Au fil des ans, cela a changé. Au moment où nous étions passés de GeoCities à Facebook, via le désordre MySpace, nos coins personnels du Web ressemblaient et agissaient de la même manière. Quelqu’un qui a peut-être déjà été inspiré pour créer un site Web créerait plutôt un groupe Facebook. Bien sûr, cela signifiait que de larges pans de la population pouvaient se connecter. Et les fonctionnalités proposées dépassaient de loin ce que la grande majorité des gens pouvaient construire eux-mêmes. Mais pour l’expression de soi numérique, c’était un peu un désastre : des milliards de personnes toutes entassées dans le même modèle.

Le mouvement « sans code » naissant laisse entrevoir l’espoir d’un retour à l’époque de la liberté sur Internet. Ce qui nécessitait auparavant des mois, voire des années, de formation en tant que développeur peut désormais être recréé par la plupart des personnes semi-alphabètes. Le no-code est exactement ce à quoi cela ressemble : des sites Web ou des applications puissants construits sans écrire de code (ou “low-code”, c’est-à-dire écrire très peu). Des outils intuitifs tels que Softr offrent des blocs de construction pour créer ce dont vous avez besoin, qu’il s’agisse d’une galerie d’images ou de la possibilité d’accepter des inscriptions d’adhésion ou de traiter des paiements.

Là où ces outils deviennent vraiment puissants, c’est lorsqu’ils sont associés à un logiciel de base de données tel qu’Airtable, fournissant le type de “back-end” sophistiqué auparavant hors de portée des non-développeurs. Vous pouvez, par exemple, lancer un site de type Airbnb pour la location de logement en quelques minutes. Ou une page d’accueil pour une équipe sportive pour enfants. Les outils d’automatisation tels que Zapier apportent encore plus d’utilité. Vous pouvez lui dire : « Si [football match] est annulé, envoyez un [text message] à tout le monde dans le [parents] liste.”

Pourquoi faire l’effort, et parfois la dépense, de reconstruire ? C’est important. La fusion de ce que nous faisons en ligne et de l’endroit où nous le faisons a entraîné des conséquences négatives graves et largement médiatisées.
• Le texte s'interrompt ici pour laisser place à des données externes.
// SPDX-License-Identifier: MIT
// Copyright (c) 2026 Alfred Jean LLC

//! Per-run cache of report bytes and parsed trees.
//!
//! Applicability probes and the final interpretation all look at the same
//! document. The cache makes sure each path is read once and parsed once
//! for the lifetime of the cache instance.

use std::collections::HashMap;
use std::path::{Path, PathBuf};
use std::sync::Arc;

use crate::error::Error;
use crate::reader::FileReader;
use crate::xml::{self, Element, ParseError};

/// Failure to turn a path into a tree.
#[derive(Debug, thiserror::Error)]
pub enum LoadError {
    #[error(transparent)]
    Read(#[from] Error),

    #[error(transparent)]
    Xml(#[from] ParseError),
}

/// Content-keyed cache scoped to one run.
#[derive(Debug, Default)]
pub struct FileCache {
    reader: FileReader,
    bytes: HashMap<PathBuf, Arc<[u8]>>,
    trees: HashMap<PathBuf, Arc<Element>>,
}

impl FileCache {
    pub fn new(reader: FileReader) -> Self {
        Self {
            reader,
            ..Self::default()
        }
    }

    /// Bytes of `path`, read from disk on first access.
    pub fn read(&mut self, path: &Path) -> Result<Arc<[u8]>, Error> {
        if let Some(bytes) = self.bytes.get(path) {
            tracing::trace!(path = %path.display(), "file cache hit");
            return Ok(Arc::clone(bytes));
        }

        let content = self.reader.read(path)?;
        let bytes: Arc<[u8]> = content.bytes.into();
        self.bytes.insert(path.to_path_buf(), Arc::clone(&bytes));
        Ok(bytes)
    }

    /// Seed the cache with in-memory content for `path`.
    ///
    /// Any tree previously parsed for the path is dropped.
    pub fn insert(&mut self, path: impl Into<PathBuf>, bytes: impl Into<Arc<[u8]>>) {
        let path = path.into();
        self.trees.remove(&path);
        self.bytes.insert(path, bytes.into());
    }

    /// Parsed tree of `path`. Only successful parses are memoised.
    pub fn tree(&mut self, path: &Path) -> Result<Arc<Element>, LoadError> {
        if let Some(tree) = self.trees.get(path) {
            return Ok(Arc::clone(tree));
        }

        let bytes = self.read(path)?;
        let tree = Arc::new(xml::parse(&bytes)?);
        tracing::debug!(path = %path.display(), root = %tree.tag, "parsed report tree");

        self.trees.insert(path.to_path_buf(), Arc::clone(&tree));
        Ok(tree)
    }

    pub fn contains(&self, path: &Path) -> bool {
        self.bytes.contains_key(path)
    }
}

#[cfg(test)]
#[path = "cache_tests.rs"]
mod tests;
// SPDX-License-Identifier: MIT
// Copyright (c) 2026 Alfred Jean LLC

//! CI job metadata attached to each interpreted test.

use serde::{Deserialize, Serialize};

/// Job and pipeline identifiers of the CI run that produced a report.
///
/// Carried along for consumers of the JSON output; never part of identity
/// or merge decisions.
#[derive(Debug, Clone, Default, PartialEq, Eq, Serialize, Deserialize)]
#[serde(default)]
pub struct CiEnv {
    pub ip: String,
    pub pipeline_id: String,
    pub workflow_id: String,
    #[serde(rename = "name")]
    pub job_name: String,
    #[serde(rename = "id")]
    pub job_id: String,
    pub agent_type: String,
    pub agent_os_image: String,
    pub git_ref_type: String,
    pub git_ref_name: String,
    #[serde(rename = "ref_sha")]
    pub git_ref_sha: String,
}

impl CiEnv {
    /// Capture from the process environment.
    pub fn from_env() -> Self {
        Self::from_lookup(|key| std::env::var(key).ok())
    }

    /// Capture through an arbitrary variable lookup. Missing variables read
    /// as empty.
    pub fn from_lookup(lookup: impl Fn(&str) -> Option<String>) -> Self {
        let var = |key: &str| lookup(key).unwrap_or_default();

        let git_ref_type = var("SEMAPHORE_GIT_REF_TYPE");
        let (git_ref_name, git_ref_sha) = match git_ref_type.as_str() {
            "branch" | "tag" => (var("SEMAPHORE_GIT_BRANCH"), var("SEMAPHORE_GIT_SHA")),
            "pull-request" => (var("SEMAPHORE_GIT_PR_BRANCH"), var("SEMAPHORE_GIT_PR_SHA")),
            _ => (String::new(), String::new()),
        };

        Self {
            ip: var("IP"),
            pipeline_id: var("SEMAPHORE_PIPELINE_ID"),
            workflow_id: var("SEMAPHORE_WORKFLOW_ID"),
            job_name: var("SEMAPHORE_JOB_NAME"),
            job_id: var("SEMAPHORE_JOB_ID"),
            agent_type: var("SEMAPHORE_AGENT_MACHINE_TYPE"),
            agent_os_image: var("SEMAPHORE_AGENT_MACHINE_OS_IMAGE"),
            git_ref_type,
            git_ref_name,
            git_ref_sha,
        }
    }
}

#[cfg(test)]
#[path = "env_tests.rs"]
mod tests;
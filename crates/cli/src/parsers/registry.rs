// SPDX-License-Identifier: MIT
// Copyright (c) 2026 Alfred Jean LLC

//! Interpreter selection.

use std::path::Path;
use std::sync::Arc;

use super::{AUTO, ReportParser, all_parsers};
use crate::cache::FileCache;
use crate::error::{Error, Result};

/// Auto-detection order. Earlier entries win when several apply; the
/// generic interpreter accepts anything, so it goes last.
pub const DEFAULT_DETECTION_ORDER: &[&str] = &["rspec", "exunit", "mocha", "generic"];

/// Known interpreters plus the order in which detection tries them.
pub struct ParserRegistry {
    parsers: Vec<Arc<dyn ReportParser>>,
    detection: Vec<Arc<dyn ReportParser>>,
}

impl Default for ParserRegistry {
    fn default() -> Self {
        let parsers = all_parsers();
        let detection = DEFAULT_DETECTION_ORDER
            .iter()
            .filter_map(|name| parsers.iter().find(|p| p.name() == *name).cloned())
            .collect();
        Self { parsers, detection }
    }
}

impl ParserRegistry {
    pub fn new() -> Self {
        Self::default()
    }

    /// Replace the detection order.
    ///
    /// Every name must be a known interpreter. Interpreters left out remain
    /// selectable by name.
    pub fn with_detection_order<S: AsRef<str>>(mut self, names: &[S]) -> Result<Self> {
        let mut detection = Vec::with_capacity(names.len());
        for name in names {
            let name = name.as_ref();
            let parser = self.get(name).ok_or_else(|| Error::ParserNotFound {
                name: name.to_string(),
            })?;
            detection.push(parser);
        }
        self.detection = detection;
        Ok(self)
    }

    /// Interpreter registered under `name`.
    pub fn get(&self, name: &str) -> Option<Arc<dyn ReportParser>> {
        self.parsers.iter().find(|p| p.name() == name).cloned()
    }

    pub fn contains(&self, name: &str) -> bool {
        self.parsers.iter().any(|p| p.name() == name)
    }

    /// Names in detection order.
    pub fn detection_order(&self) -> Vec<&'static str> {
        self.detection.iter().map(|p| p.name()).collect()
    }

    /// Pick the interpreter for `path`.
    ///
    /// An explicit `name` that matches a registered interpreter is returned
    /// without checking applicability. Otherwise the detection order is
    /// scanned and the first applicable interpreter wins.
    pub fn select(
        &self,
        name: &str,
        path: &Path,
        cache: &mut FileCache,
    ) -> Result<Arc<dyn ReportParser>> {
        if name != AUTO {
            if let Some(parser) = self.get(name) {
                tracing::info!(parser = name, path = %path.display(), "using requested parser");
                return Ok(parser);
            }
            tracing::info!(parser = name, path = %path.display(), "requested parser not found, detecting");
        }

        for parser in &self.detection {
            if parser.applicable_file(path, cache) {
                tracing::debug!(parser = parser.name(), path = %path.display(), "found applicable parser");
                return Ok(Arc::clone(parser));
            }
        }

        tracing::warn!(path = %path.display(), "no applicable parser found");
        Err(Error::ParserNotFound {
            name: name.to_string(),
        })
    }
}

#[cfg(test)]
#[path = "registry_tests.rs"]
mod tests;
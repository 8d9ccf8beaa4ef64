// SPDX-License-Identifier: MIT
// Copyright (c) 2026 Alfred Jean LLC

//! PHPUnit reports.
//!
//! PHPUnit nests `<testsuite>` elements as deep as the test class hierarchy
//! goes, with test cases only on the innermost suites. Before interpretation
//! the tree is flattened: every suite holding test cases is lifted to the top
//! level and renamed after its ancestry, joined with `\`.

use std::borrow::Cow;

use super::ReportParser;
use crate::xml::Element;

/// Joins nested suite names, mirroring PHP namespaces.
const SEPARATOR: char = '\\';

pub struct PhpUnitParser;

impl ReportParser for PhpUnitParser {
    fn name(&self) -> &'static str {
        "phpunit"
    }

    fn title(&self) -> &'static str {
        "PHPUnit"
    }

    /// Only selected explicitly.
    fn applicable(&self, _root: &Element) -> bool {
        false
    }

    fn prepare<'a>(&self, root: &'a Element) -> Cow<'a, Element> {
        match root.tag.as_str() {
            "testsuites" => {
                let mut flat = Element::new("testsuites");
                flat.attributes = root.attributes.clone();
                flat.children = flatten(root.children_named("testsuite"));
                Cow::Owned(flat)
            }
            "testsuite" => {
                let mut flat = Element::new("testsuites");
                flat.children = flatten(std::iter::once(root));
                Cow::Owned(flat)
            }
            _ => Cow::Borrowed(root),
        }
    }
}

/// Flatten top-level suites into the leaf suites that hold test cases.
pub fn flatten<'a>(suites: impl IntoIterator<Item = &'a Element>) -> Vec<Element> {
    let mut out = Vec::new();
    for suite in suites {
        let prefix = suite.attr("name").unwrap_or_default().to_string();
        flatten_suite(suite, prefix, &mut out);
    }
    tracing::debug!(suites = out.len(), "flattened nested suites");
    out
}

fn flatten_suite(suite: &Element, prefix: String, out: &mut Vec<Element>) {
    if suite.has_child("testcase") {
        let mut leaf = suite.clone();
        leaf.children.retain(|c| c.tag != "testsuite");
        leaf.attributes.insert("name".to_string(), prefix);
        out.push(leaf);
        return;
    }

    for nested in suite.children_named("testsuite") {
        let name = nested.attr("name").unwrap_or_default();
        flatten_suite(nested, format!("{prefix}{SEPARATOR}{name}"), out);
    }
}

#[cfg(test)]
#[path = "phpunit_tests.rs"]
mod tests;
// SPDX-License-Identifier: MIT
// Copyright (c) 2026 Alfred Jean LLC

//! Configuration parsing and validation.
//!
//! Handles test-results.toml parsing with version validation and unknown key
//! warnings.

use std::collections::BTreeMap;
use std::path::Path;

use serde::Deserialize;

use crate::collect::CollectOptions;
use crate::error::{Error, Result};
use crate::parsers::registry::DEFAULT_DETECTION_ORDER;
use crate::parsers::{AUTO, ParserRegistry};
use crate::reader::{FileReader, MAX_FILE_SIZE};

/// Config file name looked up during discovery.
pub const CONFIG_FILE_NAME: &str = "test-results.toml";

/// Currently supported config version.
pub const SUPPORTED_VERSION: i64 = 1;

/// Minimum config structure for version checking.
#[derive(Deserialize)]
struct VersionOnly {
    version: Option<i64>,
}

/// Full configuration.
#[derive(Debug, Clone, PartialEq, Deserialize)]
pub struct Config {
    /// Config file version (must be 1).
    pub version: i64,

    /// Interpretation settings.
    #[serde(default)]
    pub parse: ParseConfig,

    /// Input settings.
    #[serde(default)]
    pub read: ReadConfig,

    #[serde(flatten)]
    unknown: BTreeMap<String, toml::Value>,
}

impl Default for Config {
    fn default() -> Self {
        Self {
            version: SUPPORTED_VERSION,
            parse: ParseConfig::default(),
            read: ReadConfig::default(),
            unknown: BTreeMap::new(),
        }
    }
}

/// `[parse]` section.
#[derive(Debug, Clone, PartialEq, Deserialize)]
#[serde(default)]
pub struct ParseConfig {
    /// Interpreter name, or "auto".
    pub parser: String,

    /// Auto-detection order.
    pub detect: Vec<String>,

    /// Report name override.
    pub name: Option<String>,

    /// Prefix for every suite name.
    pub suite_prefix: Option<String>,

    /// Regroup suites by test file.
    pub group_by_file: bool,

    #[serde(flatten)]
    unknown: BTreeMap<String, toml::Value>,
}

impl Default for ParseConfig {
    fn default() -> Self {
        Self {
            parser: AUTO.to_string(),
            detect: DEFAULT_DETECTION_ORDER.iter().map(|s| s.to_string()).collect(),
            name: None,
            suite_prefix: None,
            group_by_file: false,
            unknown: BTreeMap::new(),
        }
    }
}

/// `[read]` section.
#[derive(Debug, Clone, PartialEq, Deserialize)]
#[serde(default)]
pub struct ReadConfig {
    /// Largest report file accepted, in bytes.
    pub max_file_size: u64,

    #[serde(flatten)]
    unknown: BTreeMap<String, toml::Value>,
}

impl Default for ReadConfig {
    fn default() -> Self {
        Self {
            max_file_size: MAX_FILE_SIZE,
            unknown: BTreeMap::new(),
        }
    }
}

impl Config {
    /// Registry with the configured detection order.
    pub fn registry(&self) -> Result<ParserRegistry> {
        ParserRegistry::new().with_detection_order(self.parse.detect.as_slice())
    }

    pub fn reader(&self) -> FileReader {
        FileReader::with_max_size(self.read.max_file_size)
    }

    pub fn collect_options(&self) -> CollectOptions {
        CollectOptions {
            parser: self.parse.parser.clone(),
            name: self.parse.name.clone(),
            suite_prefix: self.parse.suite_prefix.clone(),
            group_by_file: self.parse.group_by_file,
        }
    }

    /// Dotted paths of every key this version does not understand.
    fn unknown_keys(&self) -> Vec<String> {
        let sections = [
            ("", &self.unknown),
            ("parse.", &self.parse.unknown),
            ("read.", &self.read.unknown),
        ];

        sections
            .iter()
            .flat_map(|(prefix, keys)| keys.keys().map(move |key| format!("{prefix}{key}")))
            .collect()
    }
}

/// Load and validate config from a file path.
pub fn load(path: &Path) -> Result<Config> {
    let content = std::fs::read_to_string(path).map_err(|e| Error::Io {
        path: path.to_path_buf(),
        source: e,
    })?;

    parse(&content, path)
}

/// Parse config from string content, warning on unknown keys.
pub fn parse(content: &str, path: &Path) -> Result<Config> {
    let config = parse_strict(content, path)?;

    for key in config.unknown_keys() {
        warn_unknown_key(path, &key);
    }

    Ok(config)
}

/// Parse config from string content without reporting unknown keys.
fn parse_strict(content: &str, path: &Path) -> Result<Config> {
    // First check version
    let version_check: VersionOnly = toml::from_str(content).map_err(|e| Error::Config {
        message: e.to_string(),
        path: Some(path.to_path_buf()),
    })?;

    let version = version_check.version.ok_or_else(|| Error::Config {
        message: "missing required field: version".to_string(),
        path: Some(path.to_path_buf()),
    })?;

    if version != SUPPORTED_VERSION {
        return Err(Error::Config {
            message: format!(
                "unsupported config version {} (supported: {})",
                version, SUPPORTED_VERSION
            ),
            path: Some(path.to_path_buf()),
        });
    }

    toml::from_str(content).map_err(|e| Error::Config {
        message: e.to_string(),
        path: Some(path.to_path_buf()),
    })
}

fn warn_unknown_key(path: &Path, key: &str) {
    eprintln!(
        "test-results: warning: {}: unrecognized field `{}` (ignored)",
        path.display(),
        key
    );
}

#[cfg(test)]
#[path = "config_tests.rs"]
mod tests;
Le coût de fonctionnement des méga-plateformes telles que Facebook ou Google signifie que le seul moyen de les financer a été de vendre l’accès à vos informations afin que vous puissiez être manipulé, que ce soit pour acheter un sac à main, diffuser une nouvelle émission ou décider de ne pas voter.

En revanche, lorsque vous démocratisez la création de logiciels, de grandes choses peuvent se produire. Qoins, une application de gestion de la dette, a d’abord été créée sur une plate-forme sans code appelée Bubble et a, dit-elle, aidé les gens à rembourser plus de 30 millions de dollars de dettes. Et Rebel Book Club, une communauté mondiale de lecteurs passionnés participant à des événements en ligne et hors ligne, a été construit sur Strikingly, un créateur de site Web similaire à Wix et Squarespace.

Dans le monde du travail, le no-code peut libérer un grand potentiel. Gartner, le cabinet de conseil en gestion, affirme que d’ici 2025, 70 % des nouvelles applications développées par les organisations utiliseront des plates-formes sans code ou à faible code, contre moins de 25 % en 2020. Ainsi, la création de nouveaux outils ou systèmes plus souvent manipulés par ceux qui les utilisent réellement. Ils n’auront pas à s’appuyer sur des logiciels mal conçus fabriqués par quelqu’un d’autre.

Certains appellent cela l’ère du « développeur citoyen ». J’aime la connotation. Être un non-codeur, c’est être un bon citoyen d’Internet. C’est pour créer des choses utiles – pour vous, pour vos amis, pour tout le monde – selon vos propres conditions. La toile semble à nouveau vide.